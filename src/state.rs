//! Shared application state for all routes.

use crate::config::{ResolvedEntity, ResolvedModel};
use crate::error::AppError;
use sqlx::PgPool;
use std::sync::Arc;

#[derive(Clone)]
pub struct AppState {
    pub pool: PgPool,
    /// Resolved once at startup from the embedded catalog.
    pub model: Arc<ResolvedModel>,
}

impl AppState {
    pub fn new(pool: PgPool, model: ResolvedModel) -> Self {
        Self {
            pool,
            model: Arc::new(model),
        }
    }

    pub fn entity(&self, path_segment: &str) -> Result<&ResolvedEntity, AppError> {
        self.model
            .entity_by_path(path_segment)
            .ok_or_else(|| AppError::NotFound(format!("unknown entity '{}'", path_segment)))
    }
}
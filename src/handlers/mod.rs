//! HTTP handlers for entity CRUD, procedures, views and read queries.

pub mod entity;
pub mod procedures;
pub mod queries;
pub mod views;
//! Paged reads over the SQL views.

use crate::error::AppError;
use crate::extractors::ListQuery;
use crate::handlers::procedures::parse_int_id;
use crate::response::ok;
use crate::service::views::{view_by_path, ViewDef};
use crate::service::ViewService;
use crate::state::AppState;
use axum::{
    extract::{Path, State},
    response::IntoResponse,
};

fn view(name: &str) -> Result<&'static ViewDef, AppError> {
    view_by_path(name).ok_or_else(|| AppError::NotFound(format!("unknown view '{}'", name)))
}

pub async fn list(
    State(state): State<AppState>,
    Path(name): Path<String>,
    query: ListQuery,
) -> Result<impl IntoResponse, AppError> {
    let view = view(&name)?;
    let (limit, offset) = query.paging()?;
    Ok(ok(ViewService::list(&state.pool, view, limit, offset).await?))
}

pub async fn get(
    State(state): State<AppState>,
    Path((name, id)): Path<(String, String)>,
) -> Result<impl IntoResponse, AppError> {
    let view = view(&name)?;
    let id = parse_int_id(&id)?;
    Ok(ok(ViewService::get(&state.pool, view, id).await?))
}
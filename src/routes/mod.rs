//! Routers and the assembled application.

mod common;
mod entity;
mod procedures;
mod read_models;

pub use common::common_routes;
pub use entity::entity_routes;
pub use procedures::procedure_routes;
pub use read_models::{query_routes, view_routes};

use crate::error::AppError;
use crate::settings::Settings;
use crate::state::AppState;
use axum::Router;
use tower_http::{cors::CorsLayer, limit::RequestBodyLimitLayer, trace::TraceLayer};

/// Every route with tracing, permissive CORS and the body size cap.
pub fn app(state: AppState, settings: &Settings) -> Router {
    Router::new()
        .merge(common_routes())
        .merge(entity_routes(&state.model.entities))
        .merge(procedure_routes())
        .merge(view_routes())
        .merge(query_routes())
        .fallback(not_found)
        .layer(RequestBodyLimitLayer::new(settings.body_limit_bytes))
        .layer(CorsLayer::permissive())
        .layer(TraceLayer::new_for_http())
        .with_state(state)
}

async fn not_found() -> AppError {
    AppError::NotFound("Not Found".into())
}
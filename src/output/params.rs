// Export parameters threaded through page templating

use crate::error::Result;
use crate::model::Dictionary;
use chrono::{DateTime, SecondsFormat, Utc};
use serde::Serialize;
use std::path::{Path, PathBuf};
use std::time::Duration;

/// Shown in the footer when no copyright text was supplied
pub const DEFAULT_COPYRIGHT: &str = "No copyright information provided.";

/// Built-in stylesheet
pub const DEFAULT_CSS: &str = include_str!("../../assets/style.css");

/// Name of the page listing every word in a multi-page export
pub const ALL_WORDS_FILE: &str = "all-words.html";

/// Configuration for one export run.
///
/// Rebuilt for every invocation and updated by the exporter as it moves
/// from page to page; never persisted.
#[derive(Debug, Clone)]
pub struct ExportParams<'a> {
    pub dictionary: &'a Dictionary,
    pub language_name: String,
    /// Copyright notice, already HTML
    pub copyright: String,
    /// Author's note, already HTML
    pub authors_note: String,
    /// Output file (single page) or directory (website)
    pub output_path: PathBuf,
    pub use_embedded_css: bool,
    pub css: String,
    /// Stylesheet linked instead of embedded
    pub css_file: String,
    pub multipage: bool,
    pub show_navbar: bool,
    pub index_page: bool,
    /// Rendered entry fragments for the current page
    pub entries: Vec<String>,
    pub navbar_html: String,
    pub timestamp: DateTime<Utc>,
    pub generation_time: Duration,
    pub num_words: usize,
    pub author: String,
}

impl<'a> ExportParams<'a> {
    /// Default parameters for a dictionary
    pub fn new(dictionary: &'a Dictionary) -> Self {
        Self {
            dictionary,
            language_name: dictionary.language_name.clone(),
            copyright: DEFAULT_COPYRIGHT.to_string(),
            authors_note: String::new(),
            output_path: PathBuf::new(),
            use_embedded_css: true,
            css: DEFAULT_CSS.to_string(),
            css_file: String::new(),
            multipage: false,
            show_navbar: false,
            index_page: false,
            entries: Vec::new(),
            navbar_html: String::new(),
            timestamp: Utc::now(),
            generation_time: Duration::ZERO,
            num_words: dictionary.word_count(),
            author: String::new(),
        }
    }

    /// Replace the copyright notice. Empty text keeps the default notice so
    /// a missing copyright stays visible.
    pub fn with_copyright(mut self, copyright: impl Into<String>) -> Self {
        let copyright = copyright.into();
        if !copyright.is_empty() {
            self.copyright = copyright;
        }
        self
    }

    pub fn with_authors_note(mut self, note: impl Into<String>) -> Self {
        self.authors_note = note.into();
        self
    }

    pub fn with_css(mut self, css: impl Into<String>) -> Self {
        self.css = css.into();
        self
    }

    pub fn with_author(mut self, author: impl Into<String>) -> Self {
        self.author = author.into();
        self
    }

    pub fn with_output_path(mut self, path: impl Into<PathBuf>) -> Self {
        self.output_path = path.into();
        self
    }

    /// Replace the language name taken from the dictionary
    pub fn with_language_name(mut self, name: impl Into<String>) -> Self {
        self.language_name = name.into();
        self
    }

    /// Values handed to the page template
    pub fn to_template_params(&self) -> PageContext<'_> {
        PageContext {
            language_name: &self.language_name,
            copyright: &self.copyright,
            authors_note: &self.authors_note,
            use_embedded_css: self.use_embedded_css,
            css: &self.css,
            css_file: &self.css_file,
            multipage: self.multipage,
            show_navbar: self.show_navbar,
            navbar_html: &self.navbar_html,
            index_page: self.index_page,
            entries: &self.entries,
            timestamp: self.timestamp.to_rfc3339_opts(SecondsFormat::Secs, true),
            generation_time: format_duration(self.generation_time),
            num_words: self.num_words,
            author: &self.author,
            all_words_file: ALL_WORDS_FILE,
        }
    }
}

/// Serializable view of [`ExportParams`] for the page template
#[derive(Debug, Serialize)]
pub struct PageContext<'p> {
    pub language_name: &'p str,
    pub copyright: &'p str,
    pub authors_note: &'p str,
    pub use_embedded_css: bool,
    pub css: &'p str,
    pub css_file: &'p str,
    pub multipage: bool,
    pub show_navbar: bool,
    pub navbar_html: &'p str,
    pub index_page: bool,
    pub entries: &'p [String],
    pub timestamp: String,
    pub generation_time: String,
    pub num_words: usize,
    pub author: &'p str,
    pub all_words_file: &'p str,
}

/// Human-readable duration such as `850µs`, `12.4ms` or `1.20s`
pub fn format_duration(duration: Duration) -> String {
    let micros = duration.as_micros();
    if micros < 1_000 {
        format!("{}µs", micros)
    } else if micros < 1_000_000 {
        format!("{:.1}ms", micros as f64 / 1_000.0)
    } else {
        format!("{:.2}s", duration.as_secs_f64())
    }
}

/// Prepare copyright or author's note text for insertion into a page.
///
/// Plain text is HTML-escaped; text flagged as HTML is kept verbatim.
pub fn prepare_aux_text(raw: &str, treat_as_html: bool) -> String {
    if treat_as_html {
        raw.to_string()
    } else {
        tera::escape_html(raw)
    }
}

/// Read an optional text input. No path means empty text.
pub fn read_optional_file(path: Option<&Path>) -> Result<String> {
    match path {
        Some(path) => Ok(std::fs::read_to_string(path)?),
        None => Ok(String::new()),
    }
}

#[cfg(test)]
mod tests {
    use super::*;
    use crate::model::Entry;
    use std::io::Write;
    use tempfile::NamedTempFile;

    fn dictionary() -> Dictionary {
        Dictionary {
            language_name: "Kenahari".to_string(),
            entries: vec![Entry::new("ka"), Entry::new(""), Entry::new("mi")],
        }
    }

    #[test]
    fn test_defaults() {
        let dict = dictionary();
        let params = ExportParams::new(&dict);

        assert_eq!(params.language_name, "Kenahari");
        assert_eq!(params.copyright, DEFAULT_COPYRIGHT);
        assert_eq!(params.authors_note, "");
        assert!(params.use_embedded_css);
        assert_eq!(params.css, DEFAULT_CSS);
        assert!(!params.multipage);
        assert!(!params.show_navbar);
        assert!(!params.index_page);
        assert_eq!(params.num_words, 2);
    }

    #[test]
    fn test_empty_copyright_keeps_notice() {
        let dict = dictionary();
        let params = ExportParams::new(&dict).with_copyright("");
        assert_eq!(params.copyright, DEFAULT_COPYRIGHT);

        let params = params.with_copyright("© 2024 A. Lemur");
        assert_eq!(params.copyright, "© 2024 A. Lemur");
    }

    #[test]
    fn test_builder_methods() {
        let dict = dictionary();
        let params = ExportParams::new(&dict)
            .with_authors_note("<p>Hi</p>")
            .with_css("body {}")
            .with_author("Someone")
            .with_output_path("/tmp/out")
            .with_language_name("Other");

        assert_eq!(params.authors_note, "<p>Hi</p>");
        assert_eq!(params.css, "body {}");
        assert_eq!(params.author, "Someone");
        assert_eq!(params.output_path, PathBuf::from("/tmp/out"));
        assert_eq!(params.language_name, "Other");
    }

    #[test]
    fn test_template_params() {
        let dict = dictionary();
        let mut params = ExportParams::new(&dict);
        params.entries = vec!["<div>ka</div>".to_string()];
        params.generation_time = Duration::from_millis(3);

        let ctx = params.to_template_params();
        assert_eq!(ctx.language_name, "Kenahari");
        assert_eq!(ctx.entries.len(), 1);
        assert_eq!(ctx.generation_time, "3.0ms");
        assert_eq!(ctx.all_words_file, ALL_WORDS_FILE);
        assert!(ctx.timestamp.ends_with('Z'));
    }

    #[test]
    fn test_format_duration() {
        assert_eq!(format_duration(Duration::from_micros(850)), "850µs");
        assert_eq!(format_duration(Duration::from_micros(12_400)), "12.4ms");
        assert_eq!(format_duration(Duration::from_millis(1_200)), "1.20s");
    }

    #[test]
    fn test_prepare_aux_text() {
        assert_eq!(prepare_aux_text("<b>A & B</b>", true), "<b>A & B</b>");
        let escaped = prepare_aux_text("<b>A & B</b>", false);
        assert!(escaped.contains("&lt;b&gt;"));
        assert!(escaped.contains("&amp;"));
    }

    #[test]
    fn test_read_optional_file() {
        assert_eq!(read_optional_file(None).unwrap(), "");

        let mut file = NamedTempFile::new().unwrap();
        write!(file, "All rights reserved.").unwrap();
        assert_eq!(
            read_optional_file(Some(file.path())).unwrap(),
            "All rights reserved."
        );

        assert!(read_optional_file(Some(Path::new("/nonexistent/c.txt"))).is_err());
    }
}
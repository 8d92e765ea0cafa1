use std::path::PathBuf;
use thiserror::Error;

/// Lexicon error types
#[derive(Error, Debug)]
pub enum Error {
    #[error("IO error: {0}")]
    Io(#[from] std::io::Error),

    #[error("Failed to parse config file: {0}")]
    ConfigParse(#[from] toml::de::Error),

    #[error("Config validation error: {0}")]
    ConfigValidation(String),

    #[error("Path not found: {0}")]
    PathNotFound(PathBuf),

    #[error("Template error: {0}")]
    Template(#[from] tera::Error),

    #[error("JSON error: {0}")]
    Json(#[from] serde_json::Error),

    #[error("unsupported format '{0}'")]
    UnsupportedFormat(String),

    #[error("{0}")]
    Other(String),
}

/// Result type alias for lexicon operations
pub type Result<T> = std::result::Result<T, Error>;

impl Error {
    /// Create a config validation error
    pub fn config_validation(msg: impl Into<String>) -> Self {
        Error::ConfigValidation(msg.into())
    }

    /// Create an unsupported format error carrying the rejected format name
    pub fn unsupported_format(format: impl Into<String>) -> Self {
        Error::UnsupportedFormat(format.into())
    }

    /// Create a generic error
    pub fn other(msg: impl Into<String>) -> Self {
        Error::Other(msg.into())
    }
}
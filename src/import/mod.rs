// Importers that build a Dictionary from foreign lexicon formats

mod lexique_pro;

pub use lexique_pro::{LexiqueProImporter, LexiqueProParser, Tag};

use crate::error::{Error, Result};
use crate::model::Dictionary;
use std::fmt;
use std::path::Path;
use std::str::FromStr;

/// Names of all formats accepted by `llex import`
pub const SUPPORTED_IMPORT_FORMATS: &[&str] = &["lp"];

/// A source format that can be converted into a Dictionary
pub trait Importer {
    /// Import a lexicon from its full source text
    fn import_str(&self, source: &str) -> Result<Dictionary>;

    /// Import a lexicon from a file on disk
    fn import_file(&self, path: &Path) -> Result<Dictionary> {
        if !path.exists() {
            return Err(Error::PathNotFound(path.to_path_buf()));
        }
        let source = std::fs::read_to_string(path)?;
        self.import_str(&source)
    }
}

/// Supported import formats
#[derive(Debug, Clone, Copy, PartialEq, Eq)]
pub enum ImportFormat {
    /// Lexique Pro `.db` database (MDF-style backslash tags)
    LexiquePro,
}

impl ImportFormat {
    /// The importer implementing this format
    pub fn importer(&self) -> Box<dyn Importer> {
        match self {
            ImportFormat::LexiquePro => Box::new(LexiqueProImporter::new()),
        }
    }

    pub fn name(&self) -> &'static str {
        match self {
            ImportFormat::LexiquePro => "lp",
        }
    }
}

impl FromStr for ImportFormat {
    type Err = Error;

    fn from_str(s: &str) -> Result<Self> {
        match s {
            "lp" => Ok(ImportFormat::LexiquePro),
            other => Err(Error::unsupported_format(other)),
        }
    }
}

impl fmt::Display for ImportFormat {
    fn fmt(&self, f: &mut fmt::Formatter<'_>) -> fmt::Result {
        f.write_str(self.name())
    }
}

/// Import a file in the named format
pub fn import_file(path: &Path, format: ImportFormat) -> Result<Dictionary> {
    let dictionary = format.importer().import_file(path)?;
    tracing::info!(
        path = %path.display(),
        format = %format,
        entries = dictionary.entries.len(),
        "imported lexicon"
    );
    Ok(dictionary)
}

#[cfg(test)]
mod tests {
    use super::*;
    use std::io::Write;
    use tempfile::NamedTempFile;

    #[test]
    fn test_parse_known_format() {
        assert_eq!("lp".parse::<ImportFormat>().unwrap(), ImportFormat::LexiquePro);
        assert_eq!(ImportFormat::LexiquePro.to_string(), "lp");
    }

    #[test]
    fn test_parse_unknown_format() {
        let err = "toolbox".parse::<ImportFormat>().unwrap_err();
        assert!(matches!(err, Error::UnsupportedFormat(ref f) if f == "toolbox"));
        assert_eq!(err.to_string(), "unsupported format 'toolbox'");
    }

    #[test]
    fn test_supported_formats_all_parse() {
        for name in SUPPORTED_IMPORT_FORMATS {
            assert!(name.parse::<ImportFormat>().is_ok());
        }
    }

    #[test]
    fn test_import_file() {
        let mut file = NamedTempFile::new().unwrap();
        writeln!(file, "\\lx cat\n\\ps n\n\\de feline").unwrap();

        let dict = import_file(file.path(), ImportFormat::LexiquePro).unwrap();
        assert_eq!(dict.entries.len(), 1);
        assert_eq!(dict.entries[0].word, "cat");
    }

    #[test]
    fn test_import_missing_file() {
        let result = import_file(Path::new("/nonexistent/lexicon.db"), ImportFormat::LexiquePro);
        assert!(matches!(result, Err(Error::PathNotFound(_))));
    }
}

> **Task details**
Return the span of lines in the data above that opens at the line with "use crate::model::Entry;" and closes at the line with "assert!(params.use_embedded_css);", exactly, ends included, nothing else.

> **Result of the exercise**
    use crate::model::Entry;
    use std::io::Write;
    use tempfile::NamedTempFile;

    fn dictionary() -> Dictionary {
        Dictionary {
            language_name: "Kenahari".to_string(),
            entries: vec![Entry::new("ka"), Entry::new(""), Entry::new("mi")],
        }
    }

    #[test]
    fn test_defaults() {
        let dict = dictionary();
        let params = ExportParams::new(&dict);

        assert_eq!(params.language_name, "Kenahari");
        assert_eq!(params.copyright, DEFAULT_COPYRIGHT);
        assert_eq!(params.authors_note, "");
        assert!(params.use_embedded_css);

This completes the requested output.